Ok, I did the 'credit granting' for all the results that were "aborted by user" or "can't validate" belonging to the "Too many total results" workunits, like this one http://gene.disi.unitn.it/test/workunit.php?wuid=17810097.
The ones without credits are those without any recent host statistics (I cannot figure out the values)
7) Message boards : Number crunching : New TCGA workunits (TCGAz) (Message 1464)
Posted 13 days ago by Profile valterc
I will give credits for every 'aborted by user' result inside a "Too many total results" workunit. I will calculate the average credit per hour of the involved pc, grant credits proportionally, plus a 20% bonus. For result 37630664 inside http://gene.disi.unitn.it/test/workunit.php?wuid=17810256, runtime of 2,230,059.45 sec will result in about 10k credits

37630664 run time: 2230059.45166 hostid: 3526 (n: 74) average credit : 143.67223166234 average runtime: 36048.057297297 factor: 0.0039855748807055 credit: 8888.068933016 credit+bonus: 10665.682719619


let me know if you agree with this (you need to abort all your still running TCGA wus)
8) Message boards : Number crunching : New TCGA workunits (TCGAz) (Message 1460)
Posted 18 days ago by Profile valterc
There are 9 workunits belonging to the TCGA 'bad' patch still 'around'. Some of them were canceled automatically by the server because they hit the "errors: Too many total results" limit. At his point there is no reason to keep the workunits running.
I'm thinking about giving some credits for those results (even if aborted), but I have to write down some code. I will do that while back at work, the next week.
9) Message boards : News : Server stop for maintenance (2018-12-27, 9:30 CEST) (Message 1457)
Posted 19 days ago by Profile valterc
It seems that the system is up and running, with a brand new o.s., Just tell me if you notice something strange.
(I had some problems with the new mysql policy about null values, this prevented posting to the forum, and possibly other things)
10) Message boards : News : Server stop for maintenance (2018-12-27, 9:30 CEST) (Message 1455)
Posted 26 days ago by Profile valterc
The next 27th December the server will be down for some planned maintenance tasks, starting at around 9:30 CEST (GMT+1). The most important will be upgrading the o.s. to the latest stable release. Hopefully, the server will be back online the afternoon of the same day.
11) Message boards : Number crunching : New TCGA workunits (TCGAz) (Message 1453)
Posted 27 days ago by Profile valterc
Do not worry, if you need to abort them do that. There are about 18 workunits of the TCGA batch still around (of a total of 1240), some of them are probably the most problematic ones.
12) Message boards : Number crunching : No stats sent to BoincStats today?! (Message 1451)
Posted 28 days ago by Profile valterc
Ok, my fault (a stupid typo inside a crontab line). It should be fixed now, thanks for the alert.
13) Message boards : Number crunching : New TCGA workunits (TCGAz) (Message 1442)
Posted 16 Dec 2018 by Profile valterc
There are about 30 TCGA workunits still around and for sure those are the very long ones. Theoretically those could run forever. The reason is that for a certain, very rare, type of input the algorithm's completely is exponential. We usually manage to adjust the input dataset in order to avoid this but in the current case there were an issue that we were able to fix only after the workunits were distributed. The results are of scientific value, of course, but without a checkpoint inside the critical section of the algorithm this is not the kind of computation to do inside the BOINC framework.

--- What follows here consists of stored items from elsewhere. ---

//! Reward recommendation engine — ranks the catalog against a member's
//! balance and purchase patterns, with a reason for every bonus applied.
//!
//! Scoring bonuses (summed):
//! - +30 reward is within the points balance
//! - +25 reward category matches the member's favorite purchase category
//! - +15 cost under 1000, otherwise +10 cost under 2000
//! - +10 low stock
//!
//! `explain` is a separate member-facing rationale with its own value bands
//! (cost / 100 against 10 and 25); the two must not share constants.

use crate::analyzer::PurchaseAnalyzer;
use omnishop_core::config::RecommendationConfig;
use omnishop_core::loyalty::{
    AiPreferences, Member, PurchasePatterns, Recommendation, RewardCatalogItem, Transaction,
};
use tracing::debug;

const AFFORDABLE_BONUS: u32 = 30;
const CATEGORY_BONUS: u32 = 25;
const GREAT_VALUE_BONUS: u32 = 15;
const GOOD_VALUE_BONUS: u32 = 10;
const LOW_STOCK_BONUS: u32 = 10;

/// Cost bands for the ranking score, in points.
const GREAT_VALUE_MAX_COST: u64 = 1000;
const GOOD_VALUE_MAX_COST: u64 = 2000;

/// Value-score bands for `explain`, where value score = cost / 100.
const EXPLAIN_GREAT_VALUE_SCORE: f64 = 10.0;
const EXPLAIN_GOOD_VALUE_SCORE: f64 = 25.0;

/// Reward categories preferred by shoppers of a given purchase category.
pub fn preferred_reward_categories(purchase_category: &str) -> &'static [&'static str] {
    match purchase_category {
        "Electronics" => &["Merchandise", "Digital"],
        "Health" => &["Experiences", "Merchandise"],
        "Groceries" | "Food" => &["Gift Cards", "Discounts"],
        "Home" => &["Merchandise", "Gift Cards"],
        "Clothing" => &["Gift Cards", "Discounts"],
        _ => &["Gift Cards"],
    }
}

/// What the member is shown, depending on their AI preferences.
#[derive(Debug, Clone, PartialEq)]
pub enum Suggestions {
    Personalized {
        recommendations: Vec<Recommendation>,
        patterns: PurchasePatterns,
    },
    RuleBased(Vec<RewardCatalogItem>),
}

impl Suggestions {
    pub fn rewards(&self) -> Vec<&RewardCatalogItem> {
        match self {
            Suggestions::Personalized { recommendations, .. } => {
                recommendations.iter().map(|r| &r.reward).collect()
            }
            Suggestions::RuleBased(rewards) => rewards.iter().collect(),
        }
    }

    pub fn is_personalized(&self) -> bool {
        matches!(self, Suggestions::Personalized { .. })
    }
}

pub struct RecommendationEngine {
    analyzer: PurchaseAnalyzer,
    config: RecommendationConfig,
}

impl RecommendationEngine {
    pub fn new(analyzer: PurchaseAnalyzer, config: &RecommendationConfig) -> Self {
        Self {
            analyzer,
            config: config.clone(),
        }
    }

    /// Rank the whole catalog and return the top entries with the purchase
    /// patterns they were derived from. Pure: identical input gives
    /// identical output, equal scores keep catalog order.
    pub fn recommend(
        &self,
        transactions: &[Transaction],
        catalog: &[RewardCatalogItem],
        points_balance: u64,
    ) -> (Vec<Recommendation>, PurchasePatterns) {
        let patterns = self.analyzer.analyze(transactions);
        let favorite = patterns
            .favorite_category
            .as_deref()
            .unwrap_or(self.config.fallback_category.as_str());
        let preferred = preferred_reward_categories(favorite);

        let mut scored: Vec<Recommendation> = catalog
            .iter()
            .map(|reward| self.score(reward, points_balance, favorite, preferred))
            .collect();

        // sort_by is stable; ties keep catalog order.
        scored.sort_by(|a, b| b.score.cmp(&a.score));
        scored.truncate(self.config.top_n);

        debug!(
            favorite = favorite,
            candidates = catalog.len(),
            returned = scored.len(),
            top_score = scored.first().map(|r| r.score).unwrap_or(0),
            "Recommendations ranked"
        );

        (scored, patterns)
    }

    /// Personalized ranking when the member allows it, otherwise the
    /// rule-based list. Purchase history is not read on the rule-based path.
    pub fn suggest(
        &self,
        prefs: &AiPreferences,
        transactions: &[Transaction],
        catalog: &[RewardCatalogItem],
        points_balance: u64,
    ) -> Suggestions {
        if prefs.personalized() {
            let (recommendations, patterns) = self.recommend(transactions, catalog, points_balance);
            Suggestions::Personalized {
                recommendations,
                patterns,
            }
        } else {
            debug!(
                ai_enabled = prefs.ai_enabled,
                personalization_enabled = prefs.personalization_enabled,
                "Personalization off, using rule-based picks"
            );
            Suggestions::RuleBased(self.rule_based(catalog, points_balance))
        }
    }

    /// Score a single reward. Reasons are listed in evaluation order.
    pub fn score(
        &self,
        reward: &RewardCatalogItem,
        points_balance: u64,
        favorite_category: &str,
        preferred: &[&str],
    ) -> Recommendation {
        let mut score = 0;
        let mut reasons = Vec::new();

        if reward.points_cost <= points_balance {
            score += AFFORDABLE_BONUS;
            reasons.push("Within your points balance".to_string());
        }

        if preferred.contains(&reward.category.as_str()) {
            score += CATEGORY_BONUS;
            reasons.push(format!(
                "Matches your {} shopping preference",
                favorite_category
            ));
        }

        if reward.points_cost < GREAT_VALUE_MAX_COST {
            score += GREAT_VALUE_BONUS;
            reasons.push("Great value redemption".to_string());
        } else if reward.points_cost < GOOD_VALUE_MAX_COST {
            score += GOOD_VALUE_BONUS;
            reasons.push("Good value for points".to_string());
        }

        if reward.stock < self.config.low_stock_threshold {
            score += LOW_STOCK_BONUS;
            reasons.push("Limited availability".to_string());
        }

        Recommendation {
            reward: reward.clone(),
            score,
            reasons,
        }
    }

    /// Member-facing rationale for one reward, independent of ranking.
    pub fn explain(&self, reward: &RewardCatalogItem, member: &Member) -> Vec<String> {
        let mut reasons = Vec::with_capacity(4);

        if member.points_balance >= reward.points_cost {
            reasons.push(format!(
                "You have enough points ({} pts)",
                group_thousands(member.points_balance)
            ));
        } else {
            reasons.push(format!(
                "Need {} more points",
                group_thousands(reward.points_cost - member.points_balance)
            ));
        }

        match reward.tier_exclusive {
            Some(required) if required == member.tier => {
                reasons.push(format!("Exclusive for your {} tier", member.tier));
            }
            Some(required) => reasons.push(format!("Requires {} tier", required)),
            None => reasons.push("Available to all members".to_string()),
        }

        let value_score = reward.points_cost as f64 / 100.0;
        if value_score < EXPLAIN_GREAT_VALUE_SCORE {
            reasons.push("Great value redemption".to_string());
        } else if value_score < EXPLAIN_GOOD_VALUE_SCORE {
            reasons.push("Good value for points".to_string());
        } else {
            reasons.push("Premium reward".to_string());
        }

        if reward.stock < self.config.low_stock_threshold {
            reasons.push("Popular - limited stock!".to_string());
        }

        reasons
    }

    /// Non-personalized fallback: the most expensive rewards the balance
    /// covers, cost descending.
    pub fn rule_based(
        &self,
        catalog: &[RewardCatalogItem],
        points_balance: u64,
    ) -> Vec<RewardCatalogItem> {
        let mut affordable: Vec<RewardCatalogItem> = catalog
            .iter()
            .filter(|r| r.points_cost <= points_balance)
            .cloned()
            .collect();
        affordable.sort_by(|a, b| b.points_cost.cmp(&a.points_cost));
        affordable.truncate(self.config.rule_based_n);
        affordable
    }
}

impl Default for RecommendationEngine {
    fn default() -> Self {
        Self::new(PurchaseAnalyzer::default(), &RecommendationConfig::default())
    }
}

/// Format with comma thousands separators: 18574 -> "18,574".
pub(crate) fn group_thousands(value: u64) -> String {
    let digits = value.to_string();
    let mut out = String::with_capacity(digits.len() + digits.len() / 3);
    for (i, ch) in digits.chars().enumerate() {
        if i > 0 && (digits.len() - i) % 3 == 0 {
            out.push(',');
        }
        out.push(ch);
    }
    out
}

Anyway, I will wait for them for another couple of days then I will abort them server side, I will figure out a way to give credits even in this case.
14) Message boards : Number crunching : Wu stuck? (TCGA workunits) (Message 1438)
Posted 14 Dec 2018 by Profile valterc
GPUGRID has two queues - short one and long one. Can you maybe do the same here?

The TCGA batch behavior was unexpected. Workunits like those, without checkpoints for a very long time and somewhat unpredictable running time are not for BOINC. We don't have any plan to distribute very long workunits in the future and, for sure, workunits like the TCGA ones.

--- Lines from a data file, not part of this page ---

//! Rate limiting middleware for checkkey endpoints.
//!
//! Limits are per client IP and configurable via `config.toml` or
//! environment variables:
//!
//! ```toml
//! [rate_limit]
//! enabled = true
//! check_rpm = 120   # /api/check: 120 requests per minute
//! admin_rpm = 30    # admin endpoints: 30 requests per minute
//! burst_size = 5    # Allow short bursts above the limit
//! ```
//!
//! Rejected requests get a 429 JSON body with a `Retry-After` header.
//!
//! The server must be started with
//! `.into_make_service_with_connect_info::<SocketAddr>()` so the peer
//! address is available when no forwarding headers are present.

use axum::{
    http::{header, StatusCode},
    response::{IntoResponse, Response},
    Json,
};
use governor::middleware::NoOpMiddleware;
use std::sync::Arc;
use tower_governor::governor::GovernorConfigBuilder;

pub use tower_governor::key_extractor::SmartIpKeyExtractor;
pub use tower_governor::GovernorLayer;

use crate::config::RateLimitConfig;

/// Rate limiter types for different endpoint categories.
#[derive(Debug, Clone, Copy, PartialEq, Eq)]
pub enum RateLimitType {
    /// `/api/check`, called by every client on start-up
    Check,
    /// Key administration endpoints
    Admin,
}

/// Create a rate limiting layer for the specified endpoint type.
///
/// Returns `None` if the limiter configuration is rejected by governor
/// (e.g. a zero burst size).
pub fn create_rate_limiter(
    config: &RateLimitConfig,
    limit_type: RateLimitType,
) -> Option<GovernorLayer<SmartIpKeyExtractor, NoOpMiddleware>> {
    let rpm = match limit_type {
        RateLimitType::Check => config.check_rpm,
        RateLimitType::Admin => config.admin_rpm,
    };

    // requests_per_minute -> one request every (60000/rpm) milliseconds
    let interval_ms = if rpm > 0 { 60_000 / rpm.min(60_000) } else { 60_000 };

    let governor_config = GovernorConfigBuilder::default()
        .per_millisecond(interval_ms.into())
        .burst_size(config.burst_size)
        .key_extractor(SmartIpKeyExtractor)
        .finish()?;

    Some(GovernorLayer {
        config: Arc::new(governor_config),
    })
}

/// Build the 429 response returned to throttled clients.
pub fn rate_limit_error_response(retry_after_secs: u64) -> Response {
    let retry_after = retry_after_secs.max(1);
    let body = serde_json::json!({
        "success": false,
        "code": "RATE_LIMITED",
        "message": format!("Rate limit exceeded. Please retry after {} seconds.", retry_after),
        "retry_after_seconds": retry_after
    });

    (
        StatusCode::TOO_MANY_REQUESTS,
        [(header::RETRY_AFTER, retry_after.to_string())],
        Json(body),
    )
        .into_response()
}

/// Replace governor's plain-text 429 with the JSON body above.
pub async fn rate_limit_json_body(response: Response) -> Response {
    if response.status() != StatusCode::TOO_MANY_REQUESTS {
        return response;
    }

    let retry_after = response
        .headers()
        .get(header::RETRY_AFTER)
        .and_then(|v| v.to_str().ok())
        .and_then(|v| v.parse().ok())
        .unwrap_or(1);

    rate_limit_error_response(retry_after)
}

Just wanted to point up that the TCGAz workunits behave correctly.
15) Message boards : Number crunching : Wu stuck? (TCGA workunits) (Message 1436)
Posted 14 Dec 2018 by Profile valterc
The last one is probably one of the longest I ever seen (4,704.77 credits...). This one https://gene.disi.unitn.it/test/workunit.php?wuid=17810524 is probably the record until now.

Anyway, there are only a few (TCGA) workunits still around, probably the longest...
16) Message boards : Number crunching : sse2 vs avx (Message 1434)
Posted 13 Dec 2018 by Profile valterc
had to abort sse2 after 10 hours but with 442 days remaining. there were no other cpu tasks running other then this project. Looking HERE sse2 and avx had same problem but fma and an anon succeeded. wonder what the "anon" was.

"aborted by user" is not 'technically' an error, it's a user's choice. I agree that if I saw a workunit stuck at 5% with an estimated time for completion of days (even if the estimate were completely wrong) I would also be tempted to abort it. The 'problematic' behavior of the TCGA workunits doesn't depend on the version of the application.

The sse2 problem of some Ryzen cpu with the current application is a 'real' problem: the app crashes with an 'illegal instruction' error.

I just sent an e-mail to Daniel (the user who actually wrote the sse2 code) asking for hints.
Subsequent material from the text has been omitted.